--- Provided material ---

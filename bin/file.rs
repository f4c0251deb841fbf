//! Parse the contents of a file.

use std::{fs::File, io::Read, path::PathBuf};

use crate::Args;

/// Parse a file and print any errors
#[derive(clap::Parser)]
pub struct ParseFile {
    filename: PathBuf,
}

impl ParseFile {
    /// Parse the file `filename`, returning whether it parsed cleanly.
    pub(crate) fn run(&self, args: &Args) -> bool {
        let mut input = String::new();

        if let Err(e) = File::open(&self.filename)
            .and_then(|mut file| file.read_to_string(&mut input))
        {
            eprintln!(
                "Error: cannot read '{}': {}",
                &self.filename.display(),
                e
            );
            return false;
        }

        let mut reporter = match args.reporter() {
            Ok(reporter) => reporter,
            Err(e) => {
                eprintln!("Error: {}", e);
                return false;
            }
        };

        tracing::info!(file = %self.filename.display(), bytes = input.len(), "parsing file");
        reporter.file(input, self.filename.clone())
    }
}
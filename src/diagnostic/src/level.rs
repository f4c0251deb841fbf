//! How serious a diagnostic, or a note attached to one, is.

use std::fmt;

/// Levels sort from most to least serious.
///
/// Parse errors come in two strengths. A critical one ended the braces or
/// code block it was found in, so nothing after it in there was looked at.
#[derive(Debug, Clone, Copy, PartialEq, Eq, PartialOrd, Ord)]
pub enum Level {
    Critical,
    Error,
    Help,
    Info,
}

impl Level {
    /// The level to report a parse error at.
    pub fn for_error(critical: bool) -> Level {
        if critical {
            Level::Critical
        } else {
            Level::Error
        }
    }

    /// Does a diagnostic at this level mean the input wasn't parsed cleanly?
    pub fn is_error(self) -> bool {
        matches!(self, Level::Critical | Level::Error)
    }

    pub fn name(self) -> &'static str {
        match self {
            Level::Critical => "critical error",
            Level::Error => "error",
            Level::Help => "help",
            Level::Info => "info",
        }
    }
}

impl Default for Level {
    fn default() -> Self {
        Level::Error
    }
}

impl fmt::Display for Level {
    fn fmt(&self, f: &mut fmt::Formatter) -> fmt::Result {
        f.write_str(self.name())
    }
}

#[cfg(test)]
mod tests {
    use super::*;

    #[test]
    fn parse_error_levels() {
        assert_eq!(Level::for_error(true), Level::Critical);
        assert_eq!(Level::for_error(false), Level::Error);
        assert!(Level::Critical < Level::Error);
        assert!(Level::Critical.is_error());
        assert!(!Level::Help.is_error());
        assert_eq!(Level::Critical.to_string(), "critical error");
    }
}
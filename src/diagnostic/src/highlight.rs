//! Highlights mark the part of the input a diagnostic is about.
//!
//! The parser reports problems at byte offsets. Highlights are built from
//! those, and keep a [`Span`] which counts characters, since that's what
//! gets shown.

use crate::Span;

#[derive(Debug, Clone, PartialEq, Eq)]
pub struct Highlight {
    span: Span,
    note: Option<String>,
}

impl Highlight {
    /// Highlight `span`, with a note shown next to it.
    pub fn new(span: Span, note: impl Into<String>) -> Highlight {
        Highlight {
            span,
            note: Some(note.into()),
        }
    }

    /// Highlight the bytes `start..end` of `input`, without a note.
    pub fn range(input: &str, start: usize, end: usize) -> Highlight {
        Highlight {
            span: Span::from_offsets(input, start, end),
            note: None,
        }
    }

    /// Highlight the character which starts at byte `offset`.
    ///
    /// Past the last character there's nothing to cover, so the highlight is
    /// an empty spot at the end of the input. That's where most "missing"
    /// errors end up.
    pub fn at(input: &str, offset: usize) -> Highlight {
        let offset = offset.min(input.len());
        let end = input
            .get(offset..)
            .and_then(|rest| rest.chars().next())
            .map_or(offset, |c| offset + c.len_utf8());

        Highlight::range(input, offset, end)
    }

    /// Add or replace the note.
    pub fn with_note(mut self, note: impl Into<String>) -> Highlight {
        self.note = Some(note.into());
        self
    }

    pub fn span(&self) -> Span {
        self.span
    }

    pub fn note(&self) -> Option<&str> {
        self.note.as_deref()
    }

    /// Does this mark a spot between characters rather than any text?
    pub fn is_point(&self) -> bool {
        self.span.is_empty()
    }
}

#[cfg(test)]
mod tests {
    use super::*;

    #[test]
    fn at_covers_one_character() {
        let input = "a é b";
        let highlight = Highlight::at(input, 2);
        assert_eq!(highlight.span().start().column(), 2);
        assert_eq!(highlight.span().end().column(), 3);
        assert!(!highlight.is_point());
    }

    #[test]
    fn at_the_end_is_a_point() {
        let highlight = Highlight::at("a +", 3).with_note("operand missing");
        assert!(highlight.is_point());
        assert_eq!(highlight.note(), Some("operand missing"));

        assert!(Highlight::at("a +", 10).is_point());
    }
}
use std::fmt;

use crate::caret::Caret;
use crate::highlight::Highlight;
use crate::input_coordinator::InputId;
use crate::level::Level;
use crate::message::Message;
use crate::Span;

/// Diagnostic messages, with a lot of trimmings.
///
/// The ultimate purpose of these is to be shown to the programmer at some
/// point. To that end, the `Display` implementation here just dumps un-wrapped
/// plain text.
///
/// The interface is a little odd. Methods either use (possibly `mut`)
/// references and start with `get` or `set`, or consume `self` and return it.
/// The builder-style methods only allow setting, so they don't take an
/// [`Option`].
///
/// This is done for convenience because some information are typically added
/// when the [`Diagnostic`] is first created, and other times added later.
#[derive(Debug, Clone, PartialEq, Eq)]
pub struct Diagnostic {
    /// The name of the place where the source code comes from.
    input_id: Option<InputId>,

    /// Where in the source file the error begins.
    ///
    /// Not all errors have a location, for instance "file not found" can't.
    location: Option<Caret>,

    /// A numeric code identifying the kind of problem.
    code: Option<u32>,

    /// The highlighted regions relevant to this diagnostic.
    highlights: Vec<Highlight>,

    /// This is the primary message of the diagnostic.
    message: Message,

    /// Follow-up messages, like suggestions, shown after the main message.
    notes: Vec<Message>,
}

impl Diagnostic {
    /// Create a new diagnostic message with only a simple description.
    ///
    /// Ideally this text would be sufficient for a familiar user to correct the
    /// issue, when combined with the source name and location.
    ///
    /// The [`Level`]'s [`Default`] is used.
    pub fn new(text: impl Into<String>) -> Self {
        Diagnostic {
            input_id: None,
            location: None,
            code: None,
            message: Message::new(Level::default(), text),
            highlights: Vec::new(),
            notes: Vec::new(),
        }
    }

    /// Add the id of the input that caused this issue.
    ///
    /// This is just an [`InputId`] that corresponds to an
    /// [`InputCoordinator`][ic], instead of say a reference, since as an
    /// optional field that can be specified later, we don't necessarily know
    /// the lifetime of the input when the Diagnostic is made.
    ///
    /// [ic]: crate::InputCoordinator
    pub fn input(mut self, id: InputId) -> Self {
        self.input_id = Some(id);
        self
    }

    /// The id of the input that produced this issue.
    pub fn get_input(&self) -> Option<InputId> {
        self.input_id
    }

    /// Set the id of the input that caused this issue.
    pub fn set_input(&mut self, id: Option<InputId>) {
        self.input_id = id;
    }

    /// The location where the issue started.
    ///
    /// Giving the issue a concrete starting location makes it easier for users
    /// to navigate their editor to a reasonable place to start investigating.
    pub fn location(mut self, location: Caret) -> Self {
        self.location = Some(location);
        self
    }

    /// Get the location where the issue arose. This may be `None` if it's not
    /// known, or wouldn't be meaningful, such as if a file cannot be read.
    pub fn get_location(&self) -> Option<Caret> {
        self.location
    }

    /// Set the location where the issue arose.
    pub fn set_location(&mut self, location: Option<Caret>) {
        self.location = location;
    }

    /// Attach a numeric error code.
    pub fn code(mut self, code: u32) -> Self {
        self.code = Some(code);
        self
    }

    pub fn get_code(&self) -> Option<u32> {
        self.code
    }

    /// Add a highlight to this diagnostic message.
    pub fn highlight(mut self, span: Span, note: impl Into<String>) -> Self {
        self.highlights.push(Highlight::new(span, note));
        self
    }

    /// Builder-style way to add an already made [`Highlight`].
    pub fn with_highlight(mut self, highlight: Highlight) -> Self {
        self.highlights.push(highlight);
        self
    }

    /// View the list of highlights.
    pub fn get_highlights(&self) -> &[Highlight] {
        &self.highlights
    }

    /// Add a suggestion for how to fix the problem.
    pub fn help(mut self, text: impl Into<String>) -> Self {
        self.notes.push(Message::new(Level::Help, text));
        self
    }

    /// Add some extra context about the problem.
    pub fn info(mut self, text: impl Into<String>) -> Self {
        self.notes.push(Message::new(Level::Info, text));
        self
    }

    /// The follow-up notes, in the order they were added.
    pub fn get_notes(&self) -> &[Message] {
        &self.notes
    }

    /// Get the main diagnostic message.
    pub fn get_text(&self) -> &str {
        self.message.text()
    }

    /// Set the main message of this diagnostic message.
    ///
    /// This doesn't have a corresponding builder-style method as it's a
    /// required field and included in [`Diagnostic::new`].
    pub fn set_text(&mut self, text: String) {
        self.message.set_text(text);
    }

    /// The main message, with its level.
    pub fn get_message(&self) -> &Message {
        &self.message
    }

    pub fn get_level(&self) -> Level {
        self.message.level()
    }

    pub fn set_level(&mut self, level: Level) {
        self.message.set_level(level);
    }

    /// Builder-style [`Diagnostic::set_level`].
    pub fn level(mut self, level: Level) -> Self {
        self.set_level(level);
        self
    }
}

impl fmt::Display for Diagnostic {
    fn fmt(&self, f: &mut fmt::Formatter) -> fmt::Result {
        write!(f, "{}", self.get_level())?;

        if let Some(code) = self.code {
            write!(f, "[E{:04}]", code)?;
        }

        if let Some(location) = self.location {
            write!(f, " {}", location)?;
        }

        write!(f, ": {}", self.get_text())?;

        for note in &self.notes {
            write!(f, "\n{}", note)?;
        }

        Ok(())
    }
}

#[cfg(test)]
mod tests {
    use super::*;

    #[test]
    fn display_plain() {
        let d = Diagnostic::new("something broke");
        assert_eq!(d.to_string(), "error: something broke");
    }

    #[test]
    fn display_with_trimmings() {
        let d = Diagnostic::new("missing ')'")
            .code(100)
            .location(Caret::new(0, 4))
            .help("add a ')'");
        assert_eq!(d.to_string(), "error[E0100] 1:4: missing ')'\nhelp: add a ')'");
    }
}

---
--- Provided material ---

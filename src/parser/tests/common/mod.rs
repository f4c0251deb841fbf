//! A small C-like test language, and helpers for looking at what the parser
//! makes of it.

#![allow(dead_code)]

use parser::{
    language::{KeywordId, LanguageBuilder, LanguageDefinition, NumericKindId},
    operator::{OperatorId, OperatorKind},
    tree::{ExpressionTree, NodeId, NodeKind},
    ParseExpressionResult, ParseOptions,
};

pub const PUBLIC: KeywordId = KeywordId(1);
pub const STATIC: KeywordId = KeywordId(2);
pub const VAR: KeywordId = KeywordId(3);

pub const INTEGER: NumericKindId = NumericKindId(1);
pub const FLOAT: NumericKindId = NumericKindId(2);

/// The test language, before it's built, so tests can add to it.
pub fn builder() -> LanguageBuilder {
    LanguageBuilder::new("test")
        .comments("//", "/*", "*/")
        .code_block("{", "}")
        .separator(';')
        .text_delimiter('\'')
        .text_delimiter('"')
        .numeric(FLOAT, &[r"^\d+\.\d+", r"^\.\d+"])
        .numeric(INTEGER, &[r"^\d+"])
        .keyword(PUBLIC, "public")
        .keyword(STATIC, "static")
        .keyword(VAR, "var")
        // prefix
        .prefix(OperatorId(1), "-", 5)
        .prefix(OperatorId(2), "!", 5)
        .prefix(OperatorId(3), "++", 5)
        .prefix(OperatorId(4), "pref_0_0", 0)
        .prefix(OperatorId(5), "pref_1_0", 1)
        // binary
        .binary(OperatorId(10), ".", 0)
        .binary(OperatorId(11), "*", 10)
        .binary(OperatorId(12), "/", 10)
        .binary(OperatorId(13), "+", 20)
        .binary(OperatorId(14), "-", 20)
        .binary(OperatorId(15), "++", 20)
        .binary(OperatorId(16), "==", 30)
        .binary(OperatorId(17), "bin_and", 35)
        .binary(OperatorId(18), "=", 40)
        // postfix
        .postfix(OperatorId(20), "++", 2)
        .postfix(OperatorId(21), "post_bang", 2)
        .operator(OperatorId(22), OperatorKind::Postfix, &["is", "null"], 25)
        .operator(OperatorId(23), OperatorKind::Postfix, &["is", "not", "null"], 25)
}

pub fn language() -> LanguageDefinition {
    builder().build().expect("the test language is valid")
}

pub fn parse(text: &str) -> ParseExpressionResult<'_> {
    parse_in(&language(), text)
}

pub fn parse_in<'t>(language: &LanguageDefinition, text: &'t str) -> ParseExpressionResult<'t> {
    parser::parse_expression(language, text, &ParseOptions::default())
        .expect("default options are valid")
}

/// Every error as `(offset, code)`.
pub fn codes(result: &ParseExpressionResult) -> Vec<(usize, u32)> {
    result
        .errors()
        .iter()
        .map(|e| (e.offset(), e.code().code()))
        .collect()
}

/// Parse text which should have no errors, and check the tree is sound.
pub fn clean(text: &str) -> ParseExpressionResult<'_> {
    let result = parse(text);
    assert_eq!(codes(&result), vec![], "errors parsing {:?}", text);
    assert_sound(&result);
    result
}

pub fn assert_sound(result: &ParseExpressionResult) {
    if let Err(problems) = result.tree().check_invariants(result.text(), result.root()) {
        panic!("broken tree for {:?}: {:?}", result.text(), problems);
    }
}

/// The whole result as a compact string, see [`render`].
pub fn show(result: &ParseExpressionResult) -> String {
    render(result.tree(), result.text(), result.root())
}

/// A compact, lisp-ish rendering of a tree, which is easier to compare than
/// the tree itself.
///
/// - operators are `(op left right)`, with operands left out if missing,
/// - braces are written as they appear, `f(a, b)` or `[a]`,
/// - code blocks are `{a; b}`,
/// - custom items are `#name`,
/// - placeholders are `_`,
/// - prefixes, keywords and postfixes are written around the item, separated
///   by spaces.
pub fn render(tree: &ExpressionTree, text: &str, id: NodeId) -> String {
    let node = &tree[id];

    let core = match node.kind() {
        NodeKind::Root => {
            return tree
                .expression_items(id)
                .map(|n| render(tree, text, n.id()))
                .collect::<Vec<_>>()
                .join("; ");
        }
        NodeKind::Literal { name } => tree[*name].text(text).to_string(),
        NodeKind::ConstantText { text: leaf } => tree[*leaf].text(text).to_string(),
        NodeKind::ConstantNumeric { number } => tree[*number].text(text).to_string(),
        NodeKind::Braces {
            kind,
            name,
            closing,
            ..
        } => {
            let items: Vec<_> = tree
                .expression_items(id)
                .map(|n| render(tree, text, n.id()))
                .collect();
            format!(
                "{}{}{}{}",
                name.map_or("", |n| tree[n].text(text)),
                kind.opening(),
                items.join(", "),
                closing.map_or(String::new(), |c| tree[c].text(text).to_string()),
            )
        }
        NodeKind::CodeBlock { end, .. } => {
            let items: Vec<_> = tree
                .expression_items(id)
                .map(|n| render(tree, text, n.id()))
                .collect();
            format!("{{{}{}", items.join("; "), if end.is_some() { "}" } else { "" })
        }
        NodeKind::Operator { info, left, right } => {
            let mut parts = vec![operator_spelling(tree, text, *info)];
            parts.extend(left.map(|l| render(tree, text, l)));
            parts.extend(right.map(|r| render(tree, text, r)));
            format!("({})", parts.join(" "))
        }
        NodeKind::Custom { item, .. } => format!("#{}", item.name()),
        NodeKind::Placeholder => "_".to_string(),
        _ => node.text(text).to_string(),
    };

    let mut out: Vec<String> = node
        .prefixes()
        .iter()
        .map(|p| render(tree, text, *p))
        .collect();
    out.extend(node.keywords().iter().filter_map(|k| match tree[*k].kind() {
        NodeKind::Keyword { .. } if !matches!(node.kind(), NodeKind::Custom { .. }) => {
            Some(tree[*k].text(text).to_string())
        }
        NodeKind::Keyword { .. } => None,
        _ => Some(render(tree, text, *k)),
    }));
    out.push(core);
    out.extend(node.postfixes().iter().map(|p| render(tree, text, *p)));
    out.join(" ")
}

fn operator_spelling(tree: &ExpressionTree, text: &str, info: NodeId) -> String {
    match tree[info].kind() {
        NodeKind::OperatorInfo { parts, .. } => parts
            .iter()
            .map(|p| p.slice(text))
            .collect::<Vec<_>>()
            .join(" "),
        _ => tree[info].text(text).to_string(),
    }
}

---
--- Provided material ---

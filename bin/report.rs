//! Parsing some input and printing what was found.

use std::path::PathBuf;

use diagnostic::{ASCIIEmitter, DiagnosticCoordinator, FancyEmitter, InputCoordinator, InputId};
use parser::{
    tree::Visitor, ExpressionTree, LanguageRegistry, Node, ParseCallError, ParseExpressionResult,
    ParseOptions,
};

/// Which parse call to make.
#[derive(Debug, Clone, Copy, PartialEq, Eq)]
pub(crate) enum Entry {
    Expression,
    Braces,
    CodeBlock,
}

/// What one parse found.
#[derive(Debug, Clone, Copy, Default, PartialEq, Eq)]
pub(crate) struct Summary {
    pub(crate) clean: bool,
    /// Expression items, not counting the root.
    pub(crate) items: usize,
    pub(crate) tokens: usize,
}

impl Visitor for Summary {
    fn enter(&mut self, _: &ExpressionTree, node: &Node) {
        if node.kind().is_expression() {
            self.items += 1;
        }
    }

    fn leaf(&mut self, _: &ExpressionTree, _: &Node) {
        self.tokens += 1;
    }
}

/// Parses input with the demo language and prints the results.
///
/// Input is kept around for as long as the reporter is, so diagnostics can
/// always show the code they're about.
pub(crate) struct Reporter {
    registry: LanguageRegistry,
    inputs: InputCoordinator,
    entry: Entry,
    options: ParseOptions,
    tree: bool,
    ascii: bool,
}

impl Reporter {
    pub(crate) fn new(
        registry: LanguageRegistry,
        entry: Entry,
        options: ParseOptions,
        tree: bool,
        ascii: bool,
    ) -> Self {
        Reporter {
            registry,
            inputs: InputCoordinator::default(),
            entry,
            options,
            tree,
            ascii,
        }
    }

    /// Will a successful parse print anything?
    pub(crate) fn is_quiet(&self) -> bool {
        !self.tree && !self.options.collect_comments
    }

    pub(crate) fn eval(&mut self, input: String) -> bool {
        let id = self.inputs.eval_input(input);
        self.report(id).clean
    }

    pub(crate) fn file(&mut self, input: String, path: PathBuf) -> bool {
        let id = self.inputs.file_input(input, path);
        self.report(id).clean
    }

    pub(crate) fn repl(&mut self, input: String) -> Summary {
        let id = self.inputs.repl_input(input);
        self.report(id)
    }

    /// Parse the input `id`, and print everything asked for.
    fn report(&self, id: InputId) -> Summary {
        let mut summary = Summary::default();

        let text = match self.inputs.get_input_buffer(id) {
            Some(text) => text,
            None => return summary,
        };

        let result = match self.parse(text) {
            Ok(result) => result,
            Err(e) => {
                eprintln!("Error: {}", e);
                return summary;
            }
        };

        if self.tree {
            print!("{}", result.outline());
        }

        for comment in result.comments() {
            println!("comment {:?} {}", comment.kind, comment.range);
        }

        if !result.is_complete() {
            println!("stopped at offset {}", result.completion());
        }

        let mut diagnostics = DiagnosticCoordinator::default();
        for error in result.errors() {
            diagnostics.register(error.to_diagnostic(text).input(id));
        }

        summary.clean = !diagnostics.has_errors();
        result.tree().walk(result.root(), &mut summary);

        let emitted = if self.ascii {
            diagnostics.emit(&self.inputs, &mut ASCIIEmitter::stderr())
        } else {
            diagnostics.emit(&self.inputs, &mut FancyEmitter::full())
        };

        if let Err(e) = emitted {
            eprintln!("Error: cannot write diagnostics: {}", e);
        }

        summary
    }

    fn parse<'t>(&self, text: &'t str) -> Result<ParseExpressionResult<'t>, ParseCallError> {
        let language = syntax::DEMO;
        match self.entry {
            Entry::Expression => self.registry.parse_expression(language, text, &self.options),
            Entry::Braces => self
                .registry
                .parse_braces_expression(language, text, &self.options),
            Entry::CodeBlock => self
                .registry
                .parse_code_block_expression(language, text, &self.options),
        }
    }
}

---

- **What is expected**
Find every line of the records holding "made". Answer with the count alone.

- **Reply to the task**
2